- **TASK ITEM**
Return all lines from the listing below in which the string "SelectionState" occurs.

- **DATA EXCERPTS**
******

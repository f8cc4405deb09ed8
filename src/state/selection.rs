//! Selection and filter state shared by the map, the list and the detail panel.
//!
//! [`SelectionController`] owns the only mutable selection state. Every
//! derived view (`filtered_events`, `states_with_events`, `selected_event`)
//! is computed from scratch on each call, so readers always see the state
//! after the last completed operation and never a partially updated one.

use std::collections::BTreeSet;
use std::sync::Arc;

use crate::catalog::{Catalog, Event};
use crate::regions::StateCode;

/// The three fields that drive every view
#[derive(Debug, Clone, Default, PartialEq, Eq)]
pub struct SelectionState {
    /// Literal, case-insensitive name filter. Empty means "no filter".
    pub search_term: String,
    /// State filter. Need not have events (yields an empty list).
    pub selected_state: Option<StateCode>,
    /// Index into the *current* filtered list, not into the catalog
    pub selected_event_index: Option<usize>,
}

/// How a region should be filled on the map
#[derive(Debug, Clone, Copy, PartialEq, Eq)]
pub enum RegionFill {
    /// The selected state
    Active,
    /// Any other state while a state is selected
    Dimmed,
    /// State with events under the pointer, nothing selected
    HasEventsHover,
    /// State with events, nothing selected
    HasEvents,
    /// State without events, nothing selected
    Default,
}

/// Per-region flags handed to the map view
#[derive(Debug, Clone, Copy, PartialEq, Eq)]
pub struct RegionView {
    pub has_events: bool,
    pub is_selected: bool,
    pub is_hovered: bool,
}

impl RegionView {
    /// Only states with events react to the pointer
    pub fn is_clickable(&self) -> bool {
        self.has_events
    }

    pub fn fill(&self, any_selected: bool) -> RegionFill {
        if any_selected {
            if self.is_selected {
                RegionFill::Active
            } else {
                RegionFill::Dimmed
            }
        } else if self.has_events && self.is_hovered {
            RegionFill::HasEventsHover
        } else if self.has_events {
            RegionFill::HasEvents
        } else {
            RegionFill::Default
        }
    }
}

/// Owner of [`SelectionState`] and the derivations over it
#[derive(Debug, Clone)]
pub struct SelectionController {
    catalog: Arc<Catalog>,
    state: SelectionState,
}

impl SelectionController {
    /// Start a session with an empty selection
    pub fn new(catalog: Arc<Catalog>) -> Self {
        Self {
            catalog,
            state: SelectionState::default(),
        }
    }

    pub fn catalog(&self) -> &Catalog {
        &self.catalog
    }

    pub fn search_term(&self) -> &str {
        &self.state.search_term
    }

    pub fn selected_state(&self) -> Option<&StateCode> {
        self.state.selected_state.as_ref()
    }

    pub fn selected_event_index(&self) -> Option<usize> {
        self.state.selected_event_index
    }

    // ------------------------------------------------------------------
    // Operations
    // ------------------------------------------------------------------

    /// Replace the search term. The selected index is kept even if it no
    /// longer points into the narrowed list.
    pub fn set_search_term(&mut self, term: impl Into<String>) {
        self.state.search_term = term.into();
        tracing::debug!(search_term = %self.state.search_term, "search term changed");
    }

    /// Map click: selecting the current state clears the filter.
    pub fn select_state(&mut self, code: Option<StateCode>) {
        if code == self.state.selected_state {
            self.state.selected_state = None;
        } else {
            self.state.selected_state = code;
        }
        tracing::debug!(selected_state = ?self.state.selected_state, "state toggled");
    }

    /// Dropdown change: empty input means all states. Never toggles.
    pub fn select_state_from_dropdown(&mut self, code_or_empty: &str) {
        self.state.selected_state =
            (!code_or_empty.is_empty()).then(|| StateCode::new(code_or_empty));
        tracing::debug!(selected_state = ?self.state.selected_state, "state picked from dropdown");
    }

    /// Drop the state filter and close the detail panel
    pub fn clear_state_filter(&mut self) {
        self.state.selected_state = None;
        self.state.selected_event_index = None;
        tracing::debug!("state filter cleared");
    }

    /// Select a row of the current filtered list
    pub fn select_event_by_index(&mut self, index: usize) {
        self.state.selected_event_index = Some(index);
        tracing::debug!(index, "event selected");
    }

    pub fn close_event_detail(&mut self) {
        self.state.selected_event_index = None;
        tracing::debug!("event detail closed");
    }

    // ------------------------------------------------------------------
    // Derivations
    // ------------------------------------------------------------------

    /// States that have at least one event
    pub fn states_with_events(&self) -> BTreeSet<StateCode> {
        self.catalog.states_with_events()
    }

    /// Catalog entries passing both the state filter and the name filter,
    /// in catalog order
    pub fn filtered_events(&self) -> Vec<&Event> {
        let needle = self.state.search_term.to_lowercase();
        let state = self.state.selected_state.as_ref();

        self.catalog
            .events()
            .iter()
            .filter(|event| event.in_state(state) && event.name_contains(&needle))
            .collect()
    }

    /// The event behind `selected_event_index`, if it still resolves
    pub fn selected_event(&self) -> Option<&Event> {
        let index = self.state.selected_event_index?;
        self.filtered_events().get(index).copied()
    }

    /// Flags for one map region. `hovered` is owned by the map view.
    pub fn region_view(
        &self,
        code: &str,
        states_with_events: &BTreeSet<StateCode>,
        hovered: Option<&StateCode>,
    ) -> RegionView {
        RegionView {
            has_events: states_with_events.contains(code),
            is_selected: self.state.selected_state.as_ref().is_some_and(|s| s == code),
            is_hovered: hovered.is_some_and(|h| h == code),
        }
    }
}

#[cfg(test)]
mod tests {
    use super::*;

    fn event(name: &str, state: &str) -> Event {
        Event {
            name: Some(name.to_string()),
            state: state.to_string(),
            ..Default::default()
        }
    }

    fn controller(events: Vec<Event>) -> SelectionController {
        SelectionController::new(Arc::new(Catalog::new(events)))
    }

    fn sample() -> SelectionController {
        controller(vec![
            event("BSides SP", "SP"),
            event("H2HC", "SP"),
            event("Mind The Sec", "RJ"),
        ])
    }

    fn names(c: &SelectionController) -> Vec<&str> {
        c.filtered_events().iter().map(|e| e.display_name()).collect()
    }

    fn code(s: &str) -> Option<StateCode> {
        Some(StateCode::new(s))
    }

    #[test]
    fn test_initial_state_is_empty() {
        let c = sample();
        assert_eq!(c.state, SelectionState::default());
        assert_eq!(c.search_term(), "");
        assert_eq!(names(&c), vec!["BSides SP", "H2HC", "Mind The Sec"]);
        assert!(c.selected_event().is_none());
    }

    #[test]
    fn test_filter_composition() {
        let mut c = controller(vec![
            event("Roadsec SP", "SP"),
            event("Roadsec RJ", "RJ"),
            event("BSides SP", "SP"),
            event("ROADSEC Recife", "PE"),
        ]);

        c.set_search_term("roadsec");
        assert_eq!(names(&c), vec!["Roadsec SP", "Roadsec RJ", "ROADSEC Recife"]);

        c.select_state(code("SP"));
        assert_eq!(names(&c), vec!["Roadsec SP"]);

        c.set_search_term("");
        assert_eq!(names(&c), vec!["Roadsec SP", "BSides SP"]);
    }

    #[test]
    fn test_state_without_events_yields_empty_list() {
        let mut c = sample();
        c.select_state(code("AC"));
        assert_eq!(c.selected_state(), code("AC").as_ref());
        assert!(c.filtered_events().is_empty());
    }

    #[test]
    fn test_map_click_toggles() {
        let mut c = sample();
        c.select_state(code("SP"));
        assert_eq!(c.selected_state(), code("SP").as_ref());
        c.select_state(code("SP"));
        assert_eq!(c.selected_state(), None);
    }

    #[test]
    fn test_map_click_switches_between_states() {
        let mut c = sample();
        c.select_state(code("SP"));
        c.select_state(code("RJ"));
        assert_eq!(c.selected_state(), code("RJ").as_ref());
    }

    #[test]
    fn test_select_none_clears() {
        let mut c = sample();
        c.select_state(None);
        assert_eq!(c.selected_state(), None);
        c.select_state(code("RJ"));
        c.select_state(None);
        assert_eq!(c.selected_state(), None);
    }

    // Dropdown selection intentionally differs from map clicks: picking the
    // same state twice keeps it selected.
    #[test]
    fn test_dropdown_does_not_toggle() {
        let mut c = sample();
        c.select_state_from_dropdown("SP");
        assert_eq!(c.selected_state(), code("SP").as_ref());
        c.select_state_from_dropdown("SP");
        assert_eq!(c.selected_state(), code("SP").as_ref());

        c.select_state_from_dropdown("");
        assert_eq!(c.selected_state(), None);
    }

    #[test]
    fn test_state_changes_keep_selected_index() {
        let mut c = sample();
        c.select_event_by_index(1);
        c.select_state(code("RJ"));
        assert_eq!(c.selected_event_index(), Some(1));
        assert!(c.selected_event().is_none());
        c.select_state_from_dropdown("SP");
        assert_eq!(c.selected_event_index(), Some(1));
    }

    #[test]
    fn test_dangling_selection_resolves_to_none() {
        let mut c = controller(vec![
            event("Alpha", "SP"),
            event("Beta", "SP"),
            event("Gamma", "SP"),
            event("Alpha Two", "SP"),
            event("Delta", "SP"),
        ]);
        assert_eq!(c.filtered_events().len(), 5);

        c.select_event_by_index(4);
        assert_eq!(c.selected_event().map(Event::display_name), Some("Delta"));

        c.set_search_term("alpha");
        assert_eq!(c.filtered_events().len(), 2);
        assert_eq!(c.selected_event_index(), Some(4));
        assert!(c.selected_event().is_none());
    }

    #[test]
    fn test_index_resolves_against_filtered_list() {
        let mut c = sample();
        c.select_state(code("RJ"));
        c.select_event_by_index(0);
        assert_eq!(c.selected_event().map(Event::display_name), Some("Mind The Sec"));
    }

    #[test]
    fn test_clear_state_filter_resets_detail() {
        let mut c = sample();
        c.select_state(code("SP"));
        c.select_event_by_index(1);
        c.clear_state_filter();
        assert_eq!(c.selected_state(), None);
        assert_eq!(c.selected_event_index(), None);
        assert!(c.selected_event().is_none());
    }

    #[test]
    fn test_clear_state_filter_keeps_search_term() {
        let mut c = sample();
        c.set_search_term("h2");
        c.select_state(code("SP"));
        c.clear_state_filter();
        assert_eq!(c.search_term(), "h2");
    }

    #[test]
    fn test_close_event_detail() {
        let mut c = sample();
        c.select_event_by_index(0);
        c.close_event_detail();
        assert_eq!(c.selected_event_index(), None);
        assert!(c.selected_event().is_none());
    }

    #[test]
    fn test_nameless_events() {
        let mut c = controller(vec![
            Event {
                state: "SP".to_string(),
                ..Default::default()
            },
            event("Named", "SP"),
        ]);
        assert_eq!(names(&c), vec!["Named"]);

        c.set_search_term("n");
        assert_eq!(names(&c), vec!["Named"]);

        c.select_state(code("SP"));
        assert_eq!(names(&c), vec!["Named"]);
    }

    #[test]
    fn test_end_to_end_scenario() {
        let mut c = sample();

        c.select_state(code("SP"));
        assert_eq!(names(&c), vec!["BSides SP", "H2HC"]);

        c.set_search_term("h2");
        assert_eq!(names(&c), vec!["H2HC"]);

        c.select_event_by_index(0);
        assert_eq!(c.selected_event().map(Event::display_name), Some("H2HC"));

        c.select_state(code("SP"));
        assert_eq!(c.selected_state(), None);
        assert_eq!(names(&c), vec!["H2HC"]);
        assert_eq!(c.selected_event_index(), Some(0));
        assert_eq!(c.selected_event().map(Event::display_name), Some("H2HC"));
    }

    #[test]
    fn test_states_with_events() {
        let c = sample();
        let states: Vec<String> = c.states_with_events().iter().map(|s| s.to_string()).collect();
        assert_eq!(states, vec!["RJ", "SP"]);
    }

    #[test]
    fn test_region_view_flags() {
        let mut c = sample();
        let with_events = c.states_with_events();
        let hovered = StateCode::new("SP");

        let sp = c.region_view("SP", &with_events, Some(&hovered));
        assert!(sp.has_events && sp.is_hovered && !sp.is_selected);
        assert!(sp.is_clickable());

        let ac = c.region_view("AC", &with_events, Some(&hovered));
        assert!(!ac.has_events && !ac.is_hovered);
        assert!(!ac.is_clickable());

        c.select_state(code("RJ"));
        assert!(c.region_view("RJ", &with_events, None).is_selected);
    }

    #[test]
    fn test_fill_without_selection() {
        let view = |has_events, is_hovered| RegionView {
            has_events,
            is_selected: false,
            is_hovered,
        };
        assert_eq!(view(true, true).fill(false), RegionFill::HasEventsHover);
        assert_eq!(view(true, false).fill(false), RegionFill::HasEvents);
        assert_eq!(view(false, false).fill(false), RegionFill::Default);
        // Hover never brightens a state without events
        assert_eq!(view(false, true).fill(false), RegionFill::Default);
    }

    #[test]
    fn test_fill_with_selection() {
        let selected = RegionView {
            has_events: true,
            is_selected: true,
            is_hovered: false,
        };
        let other_with_events = RegionView {
            has_events: true,
            is_selected: false,
            is_hovered: true,
        };
        let other_without = RegionView {
            has_events: false,
            is_selected: false,
            is_hovered: false,
        };
        assert_eq!(selected.fill(true), RegionFill::Active);
        assert_eq!(other_with_events.fill(true), RegionFill::Dimmed);
        assert_eq!(other_without.fill(true), RegionFill::Dimmed);
    }
}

******

- **RESULT OF THIS EXERCISE**
pub struct SelectionState {
/// Owner of [`SelectionState`] and the derivations over it
    state: SelectionState,
            state: SelectionState::default(),
        assert_eq!(c.state, SelectionState::default());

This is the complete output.